Usually if this is not a onetime operation then I prefer to use one query do it all without declaring a
temporary table. I do need these steps to find my Bulk Insert query & format (step 1+2) and to find the
parsing function (step 3). Next I convert my queries into an OPENROWSET import query like this (in our
case study)
--FINAL TABLE
insert #FINAL
select
ID, PhoneNumber --, FirstName_LastName
, FN = case
when CHARINDEX('",', FirstName_LastName, 1) > 0
then LEFT (
RIGHT(FirstName_LastName, LEN(FirstName_LastName) - 1)

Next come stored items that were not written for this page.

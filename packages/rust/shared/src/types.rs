//! Manifest data model.
//!
//! The manifest is a flat JSON graph: `content` holds articles and images,
//! `sets` holds browsable groupings. Sets reference their members by tag
//! string (`childTags`), never by identifier.

use std::path::PathBuf;

use serde::{Deserialize, Serialize};

use crate::id::ContentId;

/// Tag carried by every article record.
pub const ARTICLE_TAG: &str = "EknArticleObject";
/// Tag carried by every set record.
pub const SET_TAG: &str = "EknSetObject";
/// Marks sets shown on the home page.
pub const HOME_PAGE_TAG: &str = "EknHomePageTag";

// ---------------------------------------------------------------------------
// Vocabulary
// ---------------------------------------------------------------------------

/// Logical record kind, independent of the wire vocabulary.
#[derive(Debug, Clone, Copy, PartialEq, Eq, Hash)]
pub enum ObjectType {
    Article,
    Image,
    Set,
}

// Each record carries its own single-valued `@type` so a record can never be
// serialized under the wrong vocabulary term.

#[derive(Debug, Clone, Copy, Default, PartialEq, Eq, Serialize, Deserialize)]
pub enum ArticleVocab {
    #[default]
    #[serde(rename = "ekn://_vocab/ArticleObject")]
    ArticleObject,
}

#[derive(Debug, Clone, Copy, Default, PartialEq, Eq, Serialize, Deserialize)]
pub enum ImageVocab {
    #[default]
    #[serde(rename = "ekn://_vocab/ImageObject")]
    ImageObject,
}

#[derive(Debug, Clone, Copy, Default, PartialEq, Eq, Serialize, Deserialize)]
pub enum SetVocab {
    #[default]
    #[serde(rename = "ekn://_vocab/SetObject")]
    SetObject,
}

// ---------------------------------------------------------------------------
// StepDescriptor
// ---------------------------------------------------------------------------

/// One navigable step in an article's table of contents.
#[derive(Debug, Clone, PartialEq, Eq, Serialize, Deserialize)]
pub struct StepDescriptor {
    /// Zero-based step index.
    #[serde(rename = "@id")]
    pub id: usize,
    /// Human label, 1-based (`Step 1`).
    #[serde(rename = "hasLabel")]
    pub label: String,
    /// String form of the zero-based index.
    #[serde(rename = "hasIndexLabel")]
    pub index_label: String,
    #[serde(rename = "hasIndex")]
    pub index: usize,
    /// Anchor into the article HTML (`#Step0`).
    #[serde(rename = "hasContent")]
    pub content: String,
}

// ---------------------------------------------------------------------------
// Content records
// ---------------------------------------------------------------------------

/// A recipe article.
#[derive(Debug, Clone, PartialEq, Serialize, Deserialize)]
#[serde(rename_all = "camelCase")]
pub struct ArticleRecord {
    #[serde(rename = "@id")]
    pub id: ContentId,
    #[serde(rename = "@type", default)]
    pub vocab: ArticleVocab,
    pub content_type: String,
    pub tags: Vec<String>,
    pub indexed: bool,
    /// Path of the generated HTML body.
    pub source: PathBuf,
    pub table_of_contents: Vec<StepDescriptor>,
    pub title: String,
    pub synopsis: String,
    pub source_name: String,
    /// Identifier of an image record in the same manifest.
    #[serde(default, skip_serializing_if = "Option::is_none")]
    pub thumbnail: Option<ContentId>,
}

/// An image file found under one of the image roots.
#[derive(Debug, Clone, PartialEq, Serialize, Deserialize)]
#[serde(rename_all = "camelCase")]
pub struct ImageRecord {
    #[serde(rename = "@id")]
    pub id: ContentId,
    #[serde(rename = "@type", default)]
    pub vocab: ImageVocab,
    pub source: PathBuf,
    pub content_type: String,
    pub indexed: bool,
}

/// A single indexable unit in the manifest.
///
/// Serializes flat, without an enum wrapper; the variant is recoverable
/// from `@type`.
#[derive(Debug, Clone, PartialEq, Serialize, Deserialize)]
#[serde(untagged)]
pub enum ContentRecord {
    Article(ArticleRecord),
    Image(ImageRecord),
}

impl ContentRecord {
    pub fn id(&self) -> &ContentId {
        match self {
            Self::Article(article) => &article.id,
            Self::Image(image) => &image.id,
        }
    }

    pub fn object_type(&self) -> ObjectType {
        match self {
            Self::Article(_) => ObjectType::Article,
            Self::Image(_) => ObjectType::Image,
        }
    }

    /// Classification tags. Images carry none.
    pub fn tags(&self) -> &[String] {
        match self {
            Self::Article(article) => &article.tags,
            Self::Image(_) => &[],
        }
    }

    pub fn thumbnail(&self) -> Option<&ContentId> {
        match self {
            Self::Article(article) => article.thumbnail.as_ref(),
            Self::Image(_) => None,
        }
    }

    pub fn as_article(&self) -> Option<&ArticleRecord> {
        match self {
            Self::Article(article) => Some(article),
            Self::Image(_) => None,
        }
    }
}

impl From<ArticleRecord> for ContentRecord {
    fn from(article: ArticleRecord) -> Self {
        Self::Article(article)
    }
}

impl From<ImageRecord> for ContentRecord {
    fn from(image: ImageRecord) -> Self {
        Self::Image(image)
    }
}

// ---------------------------------------------------------------------------
// SetRecord
// ---------------------------------------------------------------------------

/// A named grouping (category or chef) used for browsing.
#[derive(Debug, Clone, PartialEq, Serialize, Deserialize)]
#[serde(rename_all = "camelCase")]
pub struct SetRecord {
    #[serde(rename = "@id")]
    pub id: ContentId,
    #[serde(rename = "@type", default)]
    pub vocab: SetVocab,
    pub tags: Vec<String>,
    /// Members are the records whose `tags` contain this value.
    pub child_tags: Vec<String>,
    pub title: String,
    #[serde(default, skip_serializing_if = "Option::is_none")]
    pub synopsis: Option<String>,
    pub featured: bool,
    #[serde(default, skip_serializing_if = "Option::is_none")]
    pub thumbnail: Option<ContentId>,
}

// ---------------------------------------------------------------------------
// Manifest
// ---------------------------------------------------------------------------

/// Root of the generated graph.
#[derive(Debug, Clone, Default, PartialEq, Serialize, Deserialize)]
pub struct Manifest {
    pub content: Vec<ContentRecord>,
    pub sets: Vec<SetRecord>,
}

impl Manifest {
    /// Look up a content record by identifier.
    pub fn content_by_id(&self, id: &ContentId) -> Option<&ContentRecord> {
        self.content.iter().find(|record| record.id() == id)
    }

    pub fn articles(&self) -> impl Iterator<Item = &ArticleRecord> {
        self.content.iter().filter_map(ContentRecord::as_article)
    }
}
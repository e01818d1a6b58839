//! End-to-end build: databases + image trees → manifest.
//!
//! A full rebuild on every run. Any fatal error aborts before the manifest
//! is written, so a failed run never leaves a partial manifest behind.

use std::path::PathBuf;
use std::time::{Duration, Instant};

use tracing::{info, instrument, warn};

use basin_shared::{BasinError, BuildConfig, Manifest, ObjectType, Result};

use crate::assembler::{self, ManifestParts};
use crate::categories::category_sets;
use crate::images;
use crate::importer::{self, Categories};
use crate::sink::ArticleSink;

/// Summary of a completed build.
#[derive(Debug, Clone)]
pub struct BuildReport {
    /// Where the manifest was written.
    pub manifest_path: PathBuf,
    pub articles: usize,
    pub images: usize,
    /// Category sets (including the chefs category).
    pub categories: usize,
    pub chefs: usize,
    /// References that did not resolve (always 0 in strict mode).
    pub dangling: usize,
    pub elapsed: Duration,
}

/// Progress callback for reporting pipeline status.
pub trait ProgressReporter {
    /// Called when entering a new phase.
    fn phase(&self, name: &str);
    /// Called when the build completes.
    fn done(&self, report: &BuildReport);
}

/// No-op progress reporter for headless/test usage.
pub struct SilentProgress;

impl ProgressReporter for SilentProgress {
    fn phase(&self, _name: &str) {}
    fn done(&self, _report: &BuildReport) {}
}

/// Build the manifest in memory.
///
/// 1. Import recipes, collecting categories
/// 2. Import chefs
/// 3. Turn categories (plus the chefs category, if there are chefs) into sets
/// 4. Walk the images root, then the thumbnails root
/// 5. Assemble
#[instrument(skip_all, fields(data_dir = %config.data_dir.display()))]
pub fn build_manifest(
    config: &BuildConfig,
    sink: &mut dyn ArticleSink,
    progress: &dyn ProgressReporter,
) -> Result<Manifest> {
    progress.phase("Importing recipes");
    let recipes = importer::import_recipes(&config.recipes_db(), config, sink, Categories::new())?;

    progress.phase("Importing chefs");
    let chef_sets = importer::import_chefs(&config.chefs_db(), config)?;

    // Chef sets are tagged with the chefs category, which only needs a set
    // of its own when there is at least one chef.
    let mut categories = recipes.categories;
    if !chef_sets.is_empty() {
        categories.insert(config.manifest.chefs_category.clone());
    }

    progress.phase("Building category sets");
    let category_sets = category_sets(&categories);

    progress.phase("Importing images");
    let images = images::import_images(&config.images_root())?;

    progress.phase("Importing thumbnails");
    let thumbnails = images::import_images(&config.thumbnails_root())?;

    Ok(assembler::assemble_manifest(ManifestParts {
        articles: recipes.articles,
        category_sets,
        chef_sets,
        images,
        thumbnails,
    }))
}

/// Build, check, and write the manifest to `config.manifest_path`.
#[instrument(skip_all, fields(manifest = %config.manifest_path.display()))]
pub fn run(
    config: &BuildConfig,
    sink: &mut dyn ArticleSink,
    progress: &dyn ProgressReporter,
) -> Result<BuildReport> {
    let start = Instant::now();
    info!("starting manifest build");

    let manifest = build_manifest(config, sink, progress)?;

    progress.phase("Checking references");
    let dangling = assembler::check_references(&manifest);
    for reference in &dangling {
        warn!(%reference, "dangling reference");
    }
    if config.manifest.strict_references && !dangling.is_empty() {
        return Err(BasinError::validation(format!(
            "{} dangling reference(s), first: {}",
            dangling.len(),
            dangling[0]
        )));
    }

    progress.phase("Writing manifest");
    assembler::write_manifest(&config.manifest_path, &manifest)?;

    let chef_category = &config.manifest.chefs_category;
    let report = BuildReport {
        manifest_path: config.manifest_path.clone(),
        articles: manifest.articles().count(),
        images: manifest
            .content
            .iter()
            .filter(|record| record.object_type() == ObjectType::Image)
            .count(),
        chefs: manifest
            .sets
            .iter()
            .filter(|set| set.tags.contains(chef_category))
            .count(),
        categories: manifest
            .sets
            .iter()
            .filter(|set| !set.tags.contains(chef_category))
            .count(),
        dangling: dangling.len(),
        elapsed: start.elapsed(),
    };

    progress.done(&report);

    info!(
        articles = report.articles,
        images = report.images,
        categories = report.categories,
        chefs = report.chefs,
        dangling = report.dangling,
        elapsed_ms = report.elapsed.as_millis(),
        "manifest build complete"
    );

    Ok(report)
}
//! Destinations for generated article bodies.
//!
//! Each article's HTML is written once to its own file and the file path
//! becomes the record's `source`. Nothing reads these files back.

use std::io::Write;
use std::path::{Path, PathBuf};

use tracing::debug;

use basin_shared::{BasinError, ContentId, Result};

/// Writes an article body and returns the path it was written to.
pub trait ArticleSink {
    fn write_article(&mut self, id: &ContentId, html: &str) -> Result<PathBuf>;
}

// ---------------------------------------------------------------------------
// TempFileSink
// ---------------------------------------------------------------------------

/// Persists every body to a fresh `data_XXXXXX.html` temporary file.
///
/// Paths change on every run.
#[derive(Debug, Clone, Default)]
pub struct TempFileSink {
    dir: Option<PathBuf>,
}

impl TempFileSink {
    /// Use the system temporary directory.
    pub fn new() -> Self {
        Self::default()
    }

    /// Create the temporary files under `dir` instead.
    pub fn in_dir(dir: impl Into<PathBuf>) -> Self {
        Self {
            dir: Some(dir.into()),
        }
    }
}

impl ArticleSink for TempFileSink {
    fn write_article(&mut self, id: &ContentId, html: &str) -> Result<PathBuf> {
        let dir = self.dir.clone().unwrap_or_else(std::env::temp_dir);

        let mut file = tempfile::Builder::new()
            .prefix("data_")
            .suffix(".html")
            .rand_bytes(6)
            .tempfile_in(&dir)
            .map_err(|e| BasinError::io(&dir, e))?;

        file.write_all(html.as_bytes())
            .map_err(|e| BasinError::io(file.path(), e))?;

        let (_file, path) = file.keep().map_err(|e| BasinError::io(&dir, e.error))?;
        debug!(%id, path = %path.display(), "wrote article body");
        Ok(path)
    }
}

// ---------------------------------------------------------------------------
// DirectorySink
// ---------------------------------------------------------------------------

/// Writes `<dir>/<hash>.html`, named after the article identifier.
///
/// Paths are stable across runs, so a rebuild of unchanged input yields a
/// byte-identical manifest.
#[derive(Debug, Clone)]
pub struct DirectorySink {
    dir: PathBuf,
}

impl DirectorySink {
    /// Create (if needed) and canonicalize the output directory.
    pub fn new(dir: &Path) -> Result<Self> {
        std::fs::create_dir_all(dir).map_err(|e| BasinError::io(dir, e))?;
        let dir = std::fs::canonicalize(dir).map_err(|e| BasinError::io(dir, e))?;
        Ok(Self { dir })
    }

    pub fn dir(&self) -> &Path {
        &self.dir
    }
}

impl ArticleSink for DirectorySink {
    fn write_article(&mut self, id: &ContentId, html: &str) -> Result<PathBuf> {
        let path = self.dir.join(format!("{}.html", id.hash()));
        std::fs::write(&path, html).map_err(|e| BasinError::io(&path, e))?;
        debug!(%id, path = %path.display(), "wrote article body");
        Ok(path)
    }
}

#[cfg(test)]
mod tests {
    use super::*;

    #[test]
    fn temp_file_sink_writes_distinct_files() {
        let tmp = tempfile::tempdir().unwrap();
        let mut sink = TempFileSink::in_dir(tmp.path());
        let id = ContentId::derive("Cake");

        let first = sink.write_article(&id, "<p>one</p>").unwrap();
        let second = sink.write_article(&id, "<p>two</p>").unwrap();

        assert_ne!(first, second);
        let name = first.file_name().unwrap().to_string_lossy().to_string();
        assert!(name.starts_with("data_") && name.ends_with(".html"));
        assert_eq!(std::fs::read_to_string(&first).unwrap(), "<p>one</p>");
        assert_eq!(std::fs::read_to_string(&second).unwrap(), "<p>two</p>");
    }

    #[test]
    fn directory_sink_paths_are_stable() {
        let tmp = tempfile::tempdir().unwrap();
        let out = tmp.path().join("articles");
        let id = ContentId::derive("Cake");

        let mut sink = DirectorySink::new(&out).unwrap();
        let first = sink.write_article(&id, "<p>x</p>").unwrap();
        let second = sink.write_article(&id, "<p>x</p>").unwrap();

        assert_eq!(first, second);
        assert!(first.is_absolute());
        assert_eq!(
            first.file_name().unwrap().to_string_lossy(),
            format!("{}.html", id.hash())
        );
        assert_eq!(std::fs::read_to_string(&first).unwrap(), "<p>x</p>");
    }
}
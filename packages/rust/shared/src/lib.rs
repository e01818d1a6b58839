//! Shared types, error model, and configuration for basin-recipes.
//!
//! This crate is the foundation depended on by all other basin crates.
//! It provides:
//! - [`BasinError`]: the unified error type
//! - [`ContentId`]: content-addressed identifiers
//! - Manifest types ([`Manifest`], [`ContentRecord`], [`SetRecord`], [`StepDescriptor`])
//! - Configuration ([`AppConfig`], [`BuildConfig`], config loading)

pub mod config;
pub mod error;
pub mod id;
pub mod types;

// Re-export public API at crate root for ergonomic imports.
pub use config::{
    AppConfig, BuildConfig, LayoutConfig, ManifestConfig, config_dir, config_file_path,
    load_config, load_config_from,
};
pub use error::{BasinError, Result};
pub use id::{ContentId, ID_PREFIX};
pub use types::{
    ARTICLE_TAG, ArticleRecord, ArticleVocab, ContentRecord, HOME_PAGE_TAG, ImageRecord,
    ImageVocab, Manifest, ObjectType, SET_TAG, SetRecord, SetVocab, StepDescriptor,
};
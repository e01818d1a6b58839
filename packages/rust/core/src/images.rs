//! Image tree import.
//!
//! Walks an image root depth-first and emits one non-indexed content record
//! per file whose detected MIME type is `image/*`. Other files are skipped.
//! Siblings are visited in file-name order so reruns produce identical
//! output.

use std::path::Path;

use tracing::{debug, info, instrument};
use walkdir::WalkDir;

use basin_shared::{BasinError, ContentId, ContentRecord, ImageRecord, ImageVocab, Result};

/// Import every image file under `root`.
///
/// Identifiers are derived from each file's path under `root`; pass a
/// canonical root so they match references computed elsewhere.
#[instrument(skip_all, fields(root = %root.display()))]
pub fn import_images(root: &Path) -> Result<Vec<ContentRecord>> {
    let mut records = Vec::new();
    let mut skipped = 0usize;

    for entry in WalkDir::new(root).follow_links(true).sort_by_file_name() {
        let entry = entry.map_err(|e| BasinError::Walk {
            path: e.path().unwrap_or(root).to_path_buf(),
            message: e.to_string(),
        })?;

        if !entry.file_type().is_file() {
            continue;
        }

        let path = entry.path();
        let Some(mime) = detect_image_mime(path) else {
            debug!(path = %path.display(), "not an image, skipping");
            skipped += 1;
            continue;
        };

        records.push(ContentRecord::Image(ImageRecord {
            id: ContentId::derive(&path.to_string_lossy()),
            vocab: ImageVocab::default(),
            source: path.to_path_buf(),
            content_type: mime.to_string(),
            indexed: false,
        }));
    }

    info!(images = records.len(), skipped, "image import complete");
    Ok(records)
}

/// MIME type of `path` if it is an image.
pub fn detect_image_mime(path: &Path) -> Option<&'static str> {
    mime_guess::from_path(path)
        .first_raw()
        .filter(|mime| mime.starts_with("image/"))
}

, CHARINDEX('",', FirstName_LastName, 1) - 2
)
else ''
END
, LN = case
when CHARINDEX(',"', FirstName_LastName, 1) > 0
then SUBSTRING(
FirstName_LastName
, CHARINDEX(',"', FirstName_LastName, 1) + 2
, LEN(FirstName_LastName) - CHARINDEX(',"', FirstName_LastName,
1) - 2 )
else ''
END
FROM OPENROWSET(
BULK N'C:\ArielyBulkInsertTesting\Test01.csv'
, FORMATFILE = 'C:\ArielyBulkInsertTesting\Test04.xml'
) a
GO
Summary
The basic idea is to bring all the data in the problematic columns (or until the end of line if there is no
other way) into one column. We can use a temporary table to store the data. Then we can parse the
temporary column using any way that suits us. We can use T-SQL functions or CLR functions like SPLIT.
We can clean some characters using replace. We can find characters using CHARINDEX, and so on. This is
all depends on your specific data. It has nothing to do with bulk insert anymore :-)
We must separate the operation into two parts:
1. Insert the data using bulk insert into the data base (temporary table or using OPENROWSET) in such
way that we will be able to use it for step two
2. Parsing and splitting the text on the last column into the final columns
Comments
* A more complex case study in which I used this logic can be seen in the MSDN forum in this link:
http://social.msdn.microsoft.com/Forums/en-US/5aab602e-1c6b-4316-9b7e-1b89d6c3aebf/bulk-insert-
help-needed
* Usually it is much better to do the parsing using CLR functions. If you are not convinced by my
recommendation then you can check this link: http://www.sqlperformance.com/2012/07/t-sql-
queries/split-strings
* If you can export the file in a consistent format fit with bulk insert than you should do it! This is only a
workaround solution.
* If you can build a well formatted import file in advance, from the original import file, using a small
application which will format a new file, then do it! This is a much better solution as most languages do
a better job of parsing text than SQL Server (T-SQL).
* If you can manage the order of the columns during the exporting, then try to make sure that you move
all the problematic columns to the end. This will help us to use the bulk insert in a more optimal way as
we will need to parse fewer columns in step 3
* Why not import all the data into one column in a temp table instead of STEP 1 & STEP 2?
This is always an option but probably not a good one. In our case study we use a very simple table
structure with 4 columns and only 7 records, but in real life we might get a table with 20 columns or
more and several million records. If we have 2 columns (out of 20 columns) with potential problems and
we can order the columns so those columns come last, than we can import the most of the data (18
columns) into the final data structure, and we will need to import only the last two columns into one
column for parsing. It is much better to separate the data into as many columns as we can and minimize
the use of parsing. Parsing is a CPU intensive operation. Parsing the data after importing will probably
take longer.
When you have to use complex parsing it is much better to use CLR solutions. As I mentioned in the start
this is a pure T-SQL solution.
Resources
* This article is based on several forum questions (more than 15 which I found using google, and I
checked only the first several pages of search results) that remained unanswered for too long. I did not
find any solutions or answers except my own based on this logic. This is a very easy solution but we have
to think outside the box to get it :-)
There are no other references for this solution that I know of and most forum questions that I found
were closed, or by sending the questioner to a different solution like using SSIS, or a third party
application, or by saying that it cannot be done using bulk insert and pure T-SQL.